September 18, 2021 at 4:06 pm #44688MelissaParticipant
I’m Melissa, I’m 23 years old and I was diagnosed with HSV2 yesterday. For some odd reason, the only thing I’m afraid of is experiencing an outbreak since I’m pretty sure I’ve had this for a while and have been asymptomatic. Here’s my story:
My partner and I have been together for 4 years. When him and I started to get serious, he told me that he has HSV-2, way before we were even intimate. When he told me about it, I wasn’t scared or phased by it. He educated me and I did my own research and spoke with my doctor and what not obviously I wanted to continue to pursue the relationship.
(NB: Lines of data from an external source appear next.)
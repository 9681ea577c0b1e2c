use super::BookStore;
use crate::error::Result;
use crate::model::AddressBook;

/// In-memory storage for testing and development.
/// Does NOT persist data.
#[derive(Default)]
pub struct InMemoryStore {
    book: AddressBook,
    saves: usize,
}

impl InMemoryStore {
    pub fn new() -> Self {
        Self::default()
    }

    pub fn with_book(book: AddressBook) -> Self {
        Self { book, saves: 0 }
    }

    /// The last saved book.
    pub fn book(&self) -> &AddressBook {
        &self.book
    }

    /// How many times `save` has been called.
    pub fn saves(&self) -> usize {
        self.saves
    }
}

impl BookStore for InMemoryStore {
    fn load(&self) -> Result<AddressBook> {
        Ok(self.book.clone())
    }

    fn save(&mut self, book: &AddressBook) -> Result<()> {
        self.book = book.clone();
        self.saves += 1;
        Ok(())
    }
}

// --- Test Fixtures ---

#[cfg(any(test, feature = "test_utils"))]
pub mod fixtures {
    use super::*;
    use crate::model::Record;

    /// Builds an address book for command and API tests.
    #[derive(Default)]
    pub struct BookFixture {
        pub book: AddressBook,
    }

    impl BookFixture {
        pub fn new() -> Self {
            Self::default()
        }

        pub fn with_contact(mut self, name: &str, phones: &[&str]) -> Self {
            let mut record = Record::new(name).unwrap();
            for phone in phones {
                record.add_phone(phone).unwrap();
            }
            self.book.add_record(record);
            self
        }

        pub fn with_birthday(mut self, name: &str, phones: &[&str], birthday: &str) -> Self {
            self = self.with_contact(name, phones);
            self.book
                .find_mut(name)
                .unwrap()
                .add_birthday(birthday)
                .unwrap();
            self
        }

        pub fn store(self) -> InMemoryStore {
            InMemoryStore::with_book(self.book)
        }
    }
}
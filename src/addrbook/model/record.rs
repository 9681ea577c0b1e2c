use super::fields::{Birthday, Field, Name, Phone};
use crate::error::{AddrError, Result};
use serde::{Deserialize, Serialize};
use std::fmt;

/// Outcome of [`Record::add_birthday`].
#[derive(Debug, Clone, Copy, PartialEq, Eq)]
pub enum BirthdayStatus {
    Added,
    /// A birthday was already present and has been kept.
    AlreadySet,
}

/// One contact: a name, any number of phones and at most one birthday.
#[derive(Debug, Clone, PartialEq, Eq, Serialize, Deserialize)]
pub struct Record {
    name: Name,
    #[serde(default)]
    phones: Vec<Phone>,
    #[serde(default, skip_serializing_if = "Option::is_none")]
    birthday: Option<Birthday>,
}

impl Record {
    pub fn new(name: &str) -> Result<Self> {
        Ok(Self {
            name: Name::parse(name)?,
            phones: Vec::new(),
            birthday: None,
        })
    }

    pub fn name(&self) -> &Name {
        &self.name
    }

    pub fn phones(&self) -> &[Phone] {
        &self.phones
    }

    pub fn birthday(&self) -> Option<Birthday> {
        self.birthday
    }

    /// Appends a phone. The same number may appear more than once.
    pub fn add_phone(&mut self, raw: &str) -> Result<()> {
        self.phones.push(Phone::parse(raw)?);
        Ok(())
    }

    /// Drops every phone equal to `raw` and returns how many were removed.
    pub fn remove_phone(&mut self, raw: &str) -> usize {
        let before = self.phones.len();
        self.phones.retain(|p| p.as_str() != raw);
        before - self.phones.len()
    }

    /// Replaces the first phone equal to `old` with `new`, keeping its position.
    pub fn edit_phone(&mut self, old: &str, new: &str) -> Result<()> {
        let slot = self
            .phones
            .iter()
            .position(|p| p.as_str() == old)
            .ok_or_else(|| AddrError::phone_not_found(old))?;
        self.phones[slot] = Phone::parse(new)?;
        Ok(())
    }

    pub fn find_phone(&self, raw: &str) -> Option<&Phone> {
        self.phones.iter().find(|p| p.as_str() == raw)
    }

    /// Sets the birthday unless one is already present.
    ///
    /// `raw` is validated in both cases, so a malformed date is an error even
    /// when it would not have been stored.
    pub fn add_birthday(&mut self, raw: &str) -> Result<BirthdayStatus> {
        let birthday = Birthday::parse(raw)?;
        if self.birthday.is_some() {
            return Ok(BirthdayStatus::AlreadySet);
        }
        self.birthday = Some(birthday);
        Ok(BirthdayStatus::Added)
    }
}

impl fmt::Display for Record {
    fn fmt(&self, f: &mut fmt::Formatter<'_>) -> fmt::Result {
        let phones = self
            .phones
            .iter()
            .map(Phone::as_str)
            .collect::<Vec<_>>()
            .join("; ");
        let birthday = self
            .birthday
            .map(|b| b.to_string())
            .unwrap_or_else(|| "N/A".to_string());
        write!(
            f,
            "Contact name: {}, phones: {}, birthday: {}",
            self.name, phones, birthday
        )
    }
}

#[cfg(test)]
mod tests {
    use super::*;

    fn record_with(phones: &[&str]) -> Record {
        let mut record = Record::new("Alice").unwrap();
        for p in phones {
            record.add_phone(p).unwrap();
        }
        record
    }

    #[test]
    fn new_record_is_empty() {
        let record = Record::new("Alice").unwrap();
        assert_eq!(record.name().as_str(), "Alice");
        assert!(record.phones().is_empty());
        assert!(record.birthday().is_none());
    }

    #[test]
    fn new_rejects_blank_name() {
        assert!(Record::new("   ").unwrap_err().is_invalid_format());
    }

    #[test]
    fn add_phone_validates() {
        let mut record = record_with(&[]);
        assert!(record.add_phone("12345").unwrap_err().is_invalid_format());
        assert!(record.phones().is_empty());
    }

    #[test]
    fn add_phone_allows_duplicates() {
        let record = record_with(&["1234567890", "1234567890"]);
        assert_eq!(record.phones().len(), 2);
    }

    #[test]
    fn remove_phone_drops_all_matches() {
        let mut record = record_with(&["1234567890", "5555555555", "1234567890"]);
        assert_eq!(record.remove_phone("1234567890"), 2);
        assert_eq!(record.phones().len(), 1);
        assert_eq!(record.phones()[0].as_str(), "5555555555");
    }

    #[test]
    fn remove_missing_phone_is_noop() {
        let mut record = record_with(&["1234567890"]);
        assert_eq!(record.remove_phone("0000000000"), 0);
        assert_eq!(record.phones().len(), 1);
    }

    #[test]
    fn edit_phone_replaces_in_place() {
        let mut record = record_with(&["1234567890"]);
        record.edit_phone("1234567890", "0987654321").unwrap();
        assert!(record.find_phone("1234567890").is_none());
        assert!(record.find_phone("0987654321").is_some());
    }

    #[test]
    fn edit_phone_touches_only_first_match() {
        let mut record = record_with(&["1111111111", "2222222222", "1111111111"]);
        record.edit_phone("1111111111", "3333333333").unwrap();
        let phones: Vec<_> = record.phones().iter().map(Phone::as_str).collect();
        assert_eq!(phones, ["3333333333", "2222222222", "1111111111"]);
    }

    #[test]
    fn edit_missing_phone_is_not_found() {
        let mut record = record_with(&["1234567890"]);
        let err = record.edit_phone("0000000000", "0987654321").unwrap_err();
        assert!(err.is_not_found());
    }

    #[test]
    fn edit_phone_with_bad_replacement_keeps_original() {
        let mut record = record_with(&["1234567890"]);
        let err = record.edit_phone("1234567890", "bad").unwrap_err();
        assert!(err.is_invalid_format());
        assert!(record.find_phone("1234567890").is_some());
    }

    #[test]
    fn second_birthday_is_ignored() {
        let mut record = record_with(&[]);
        assert_eq!(
            record.add_birthday("15.03.1990").unwrap(),
            BirthdayStatus::Added
        );
        assert_eq!(
            record.add_birthday("01.01.2000").unwrap(),
            BirthdayStatus::AlreadySet
        );
        assert_eq!(record.birthday().unwrap().to_string(), "15.03.1990");
    }

    #[test]
    fn malformed_birthday_fails_even_when_set() {
        let mut record = record_with(&[]);
        record.add_birthday("15.03.1990").unwrap();
        assert!(record.add_birthday("1990").unwrap_err().is_invalid_format());
    }

    #[test]
    fn renders_without_birthday() {
        let record = record_with(&["1112223333", "4445556666"]);
        assert_eq!(
            record.to_string(),
            "Contact name: Alice, phones: 1112223333; 4445556666, birthday: N/A"
        );
    }

    #[test]
    fn renders_with_birthday() {
        let mut record = record_with(&["1112223333"]);
        record.add_birthday("15.03.1990").unwrap();
        assert_eq!(
            record.to_string(),
            "Contact name: Alice, phones: 1112223333, birthday: 15.03.1990"
        );
    }
}
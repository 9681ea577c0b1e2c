use crate::commands::{CmdMessage, CmdResult};
use crate::error::Result;
use crate::model::{AddressBook, Record};
use tracing::debug;

/// Creates a contact with one phone. An existing name is left untouched.
pub fn run(book: &mut AddressBook, name: &str, phone: &str) -> Result<CmdResult> {
    // Build the full record first so a bad phone leaves the book untouched.
    let mut record = Record::new(name)?;
    record.add_phone(phone)?;

    if book.contains(record.name().as_str()) {
        return Ok(CmdResult::default().with_message(CmdMessage::warning(format!(
            "Contact already exists: {}",
            record.name()
        ))));
    }

    debug!(contact = %record.name(), "adding contact");
    book.add_record(record);
    Ok(CmdResult::default()
        .with_message(CmdMessage::success("Contact added."))
        .changed())
}

#[cfg(test)]
mod tests {
    use super::*;
    use crate::commands::MessageLevel;
    use crate::store::memory::fixtures::BookFixture;

    #[test]
    fn adds_new_contact() {
        let mut book = AddressBook::new();
        let result = run(&mut book, "Alice", "1112223333").unwrap();

        assert!(result.changed);
        assert_eq!(result.messages[0].level, MessageLevel::Success);
        let alice = book.find("Alice").unwrap();
        assert!(alice.find_phone("1112223333").is_some());
    }

    #[test]
    fn existing_contact_is_kept() {
        let mut book = BookFixture::new()
            .with_contact("Alice", &["1112223333"])
            .book;
        let result = run(&mut book, "Alice", "9998887777").unwrap();

        assert!(!result.changed);
        assert_eq!(result.messages[0].level, MessageLevel::Warning);
        let alice = book.find("Alice").unwrap();
        assert_eq!(alice.phones().len(), 1);
    }

    #[test]
    fn bad_phone_adds_nothing() {
        let mut book = AddressBook::new();
        let err = run(&mut book, "Alice", "123").unwrap_err();
        assert!(err.is_invalid_format());
        assert!(book.is_empty());
    }

    #[test]
    fn bad_name_adds_nothing() {
        let mut book = AddressBook::new();
        assert!(run(&mut book, "  ", "1112223333").is_err());
        assert!(book.is_empty());
    }
}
Fast forward to today, we’ve been engaged since July of this year (I GET TO MARRY MY BEST FRIEND!!!!)
ANYWHO. This week, I went to the doctor’s office to get myself checked because I had abdomen pain, which turned out to be middleschmertz. I also did some blood work too because I told my doctor that my fiancé and I are talking about having kids next year and whatnot. Yesterday my bloodwork came back, and I came back positive for HSV-2. It took me a little bit of surprise but I was prepared for this to happen (as weird as that sounds). When he and I first started dating, he told me that he has HSV2 and it was given to him by his ex-girlfriend. I wasn’t scared or phased because I had surface knowledge and I know there wasn’t any information that I wouldn’t be able to obtain because all I had to do was talk to my doctor.
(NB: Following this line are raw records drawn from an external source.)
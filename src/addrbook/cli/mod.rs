//! # CLI Layer
//!
//! One possible UI client for addrbook. This is the only place that:
//! - Parses shell arguments and prompt lines
//! - Writes to stdout/stderr
//! - Decides when the book is saved
//!
//! `addrbook <command> ...` runs one command and saves. `addrbook` alone starts
//! the interactive prompt, which accepts the same commands plus `help` and
//! `exit`/`close`, and saves when the session ends.

mod logging;
mod print;
mod setup;

use addrbook::api::{AddrBookApi, CmdMessage};
use addrbook::commands::CmdResult;
use addrbook::config::AddrConfig;
use addrbook::error::{AddrError, Result};
use addrbook::store::fs::FileStore;
use chrono::Local;
use clap::error::ErrorKind;
use clap::Parser;
use directories::ProjectDirs;
use print::{print_contacts, print_error, print_messages, print_upcoming};
use setup::{command_list, Cli, Commands, PromptCommand, PromptLine};
use std::io::{self, BufRead, Write};
use std::path::PathBuf;
use tracing::{debug, info};

const HOME_ENV: &str = "ADDRBOOK_HOME";
const PROMPT: &str = "Enter a command: ";

struct AppContext {
    api: AddrBookApi<FileStore>,
}

enum LineOutcome {
    Continue,
    Exit,
}

pub fn run() -> Result<()> {
    let cli = Cli::parse();
    logging::init(cli.verbose);

    let mut ctx = init_context(&cli)?;

    match cli.command {
        Some(command) => {
            dispatch(&mut ctx, command)?;
            if ctx.api.is_dirty() {
                ctx.api.save()?;
            }
            Ok(())
        }
        None => run_prompt(&mut ctx),
    }
}

fn data_dir() -> Result<PathBuf> {
    if let Some(home) = std::env::var_os(HOME_ENV) {
        return Ok(PathBuf::from(home));
    }
    let proj_dirs = ProjectDirs::from("com", "addrbook", "addrbook")
        .ok_or_else(|| AddrError::Api("Could not determine data directory".into()))?;
    Ok(proj_dirs.data_dir().to_path_buf())
}

fn init_context(cli: &Cli) -> Result<AppContext> {
    let data_dir = data_dir()?;
    let config = AddrConfig::load(&data_dir)?;
    let book_path = cli
        .file
        .clone()
        .unwrap_or_else(|| config.book_path(&data_dir));
    debug!(path = %book_path.display(), "using address book");

    let api = AddrBookApi::open(FileStore::new(book_path))?
        .with_window_days(config.birthday_window_days);
    Ok(AppContext { api })
}

fn dispatch(ctx: &mut AppContext, command: Commands) -> Result<()> {
    let api = &mut ctx.api;
    let result = match command {
        Commands::Hello => {
            CmdResult::default().with_message(CmdMessage::info("How can I help you?"))
        }
        Commands::Add { name, phone } => api.add_contact(&name, &phone)?,
        Commands::Change { name, phone } => api.change_phone(&name, &phone)?,
        Commands::Phone { name } => api.show_contact(&name)?,
        Commands::All => api.all_contacts()?,
        Commands::AddPhone { name, phone } => api.add_phone(&name, &phone)?,
        Commands::RemovePhone { name, phone } => api.remove_phone(&name, &phone)?,
        Commands::AddBirthday { name, date } => api.add_birthday(&name, &date)?,
        Commands::ShowBirthday { name } => api.show_birthday(&name)?,
        Commands::Birthdays => api.upcoming_birthdays(Local::now().date_naive())?,
        Commands::Delete { name } => api.delete_contact(&name)?,
    };
    print_result(&result);
    Ok(())
}

fn print_result(result: &CmdResult) {
    print_contacts(&result.listed_contacts);
    print_upcoming(&result.upcoming);
    print_messages(&result.messages);
}

/// Splits a prompt line into words, lowercasing the command word.
fn split_line(line: &str) -> Vec<String> {
    let mut words: Vec<String> = line.split_whitespace().map(str::to_string).collect();
    if let Some(first) = words.first_mut() {
        *first = first.to_lowercase();
    }
    words
}

fn handle_line(ctx: &mut AppContext, line: &str) -> Result<LineOutcome> {
    let words = split_line(line);
    if words.is_empty() {
        return Ok(LineOutcome::Continue);
    }

    let parsed = match PromptLine::try_parse_from(&words) {
        Ok(parsed) => parsed,
        Err(err) if err.kind() == ErrorKind::InvalidSubcommand => {
            print_messages(&[CmdMessage::error("Invalid command.")]);
            return Ok(LineOutcome::Continue);
        }
        Err(err) => {
            let _ = err.print();
            return Ok(LineOutcome::Continue);
        }
    };

    match parsed.command {
        PromptCommand::Book(command) => dispatch(ctx, command)?,
        PromptCommand::Help => print!("{}", command_list()),
        PromptCommand::Exit => return Ok(LineOutcome::Exit),
    }
    Ok(LineOutcome::Continue)
}

fn run_prompt(ctx: &mut AppContext) -> Result<()> {
    info!("interactive session started");
    println!("Welcome to the assistant bot! Type 'help' to list commands.");

    let stdin = io::stdin();
    let mut lines = stdin.lock().lines();
    loop {
        print!("{PROMPT}");
        if let Err(err) = io::stdout().flush() {
            print_error(&AddrError::Io(err));
            break;
        }

        let line = match lines.next() {
            Some(Ok(line)) => line,
            // The undecodable line has been consumed; keep reading.
            Some(Err(err)) if err.kind() == io::ErrorKind::InvalidData => {
                print_error(&AddrError::Io(err));
                continue;
            }
            Some(Err(err)) => {
                print_error(&AddrError::Io(err));
                break;
            }
            None => {
                // EOF ends the session like `exit`.
                println!();
                break;
            }
        };
        match handle_line(ctx, &line) {
            Ok(LineOutcome::Continue) => {}
            Ok(LineOutcome::Exit) => break,
            Err(err) => print_error(&err),
        }
    }

    ctx.api.save()?;
    println!("Good bye!");
    info!("interactive session ended");
    Ok(())
}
When, I got the results, I told him right away. He was really really sad and upset that he gave it to me. I validated how he felt and I reassured him that nothing is changing for us because of this. because the truth is, I could’ve had this 3-4 years ago and only found out now that I have this with the bloodwork. Not only that, I’ve never had an HSV2 outbreak at all since him and I have been together for 4 years. At this time, I personally don’t feel like much has changed for me. I don’t love him any less, I don’t have any anger, and resentment. I truly don’t have any negative feelings because
1. It’s not a burden. It’s never affected our relationship, and I’m confident that it won’t affect us. We just need to continue to remain healthy and symptom-free (he hasn’t had an outbreak since 2018 and I haven’t had anything yet!)
2. I know it’s more common than people think. More common than I even think!
The only negative feeling I have is knowing that my fiancé is being so hard on himself and it hurts me to see him like that. But other than that, I think part of me is sharing this because of the stigma around it, the “societal punishment”. But I feel okay and I just needed to get this off of my chest but I’m also in need of some encouragement!September 23, 2021 at 11:37 pm #44702TryingtobestrongParticipant
Hi Melissa, I’m honestly inspired by your positive attitude. I was diagnosed about three weeks ago and reading your post made me feel better about the diagnosis. You were so fortunate to not have had an outbreak thus far, I hope for your sake that you get to be asymptomatic for life. I did not get quite that lucky, however, it was nothing that I couldn’t handle. Thank you for the positive attitude, I think that was some thing I really needed to read right now. Hope you’re still doing well!